◆ Problem statement:
Could you print, exactly as they stand, the lines from the one holding "process was killed" to the end of the data below, and nothing more?

=== Records ===

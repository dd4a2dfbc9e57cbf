//! Fine-tuning subprocess runner.
//!
//! The heavy lifting lives in the platform launcher script; this module
//! owns the lifecycle around it: the before-start hook, the config
//! pre-check, spawning the launcher, polling the revocation flag while it
//! runs and mapping the exit status to an outcome.
//!
//! Revocation is a kill, not a request: once the flag is seen the child
//! is terminated and the run reports [`TrainingOutcome::Revoked`]. The
//! task record was already moved to `REVOKED` by whoever set the flag, so
//! no failure callback fires on this path.

use async_trait::async_trait;
use std::path::{Path, PathBuf};
use std::time::Duration;
use thiserror::Error;
use tokio::process::Command;
use tokio::time::MissedTickBehavior;
use tracing::{error, info, warn};

use crate::broker::{JobBroker, JobHandle};
use crate::callback::CallbackClient;
use crate::config::AppConfig;
use crate::paths::DataLayout;
use crate::task::TaskId;

/// Stage breadcrumb published when the launcher starts.
const STAGE_TRAINING: &str = "Training model";

/// Stage breadcrumb published after a clean exit.
const STAGE_COMPLETED: &str = "Training Completed";

/// Errors from a training run.
#[derive(Debug, Error)]
pub enum TrainingError {
    /// The training config written at dispatch is not on disk.
    #[error("training config not found at {0}")]
    ConfigMissing(PathBuf),

    /// The training config on disk is not parseable YAML.
    #[error("training config at {path} is not valid YAML: {source}")]
    ConfigInvalid {
        path: PathBuf,
        source: serde_yaml::Error,
    },

    #[error("failed to launch training script {launcher}: {source}")]
    Spawn {
        launcher: PathBuf,
        source: std::io::Error,
    },

    #[error("training exited with code {code}; check the training log at {log}")]
    NonZeroExit { code: i32, log: PathBuf },

    #[error("training process was killed by a signal; check the training log at {log}")]
    Interrupted { log: PathBuf },

    #[error("waiting for the training process failed: {0}")]
    Io(#[from] std::io::Error),
}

===

◆ Task result:
    #[error("training process was killed by a signal; check the training log at {log}")]
    Interrupted { log: PathBuf },

    #[error("waiting for the training process failed: {0}")]
    Io(#[from] std::io::Error),
}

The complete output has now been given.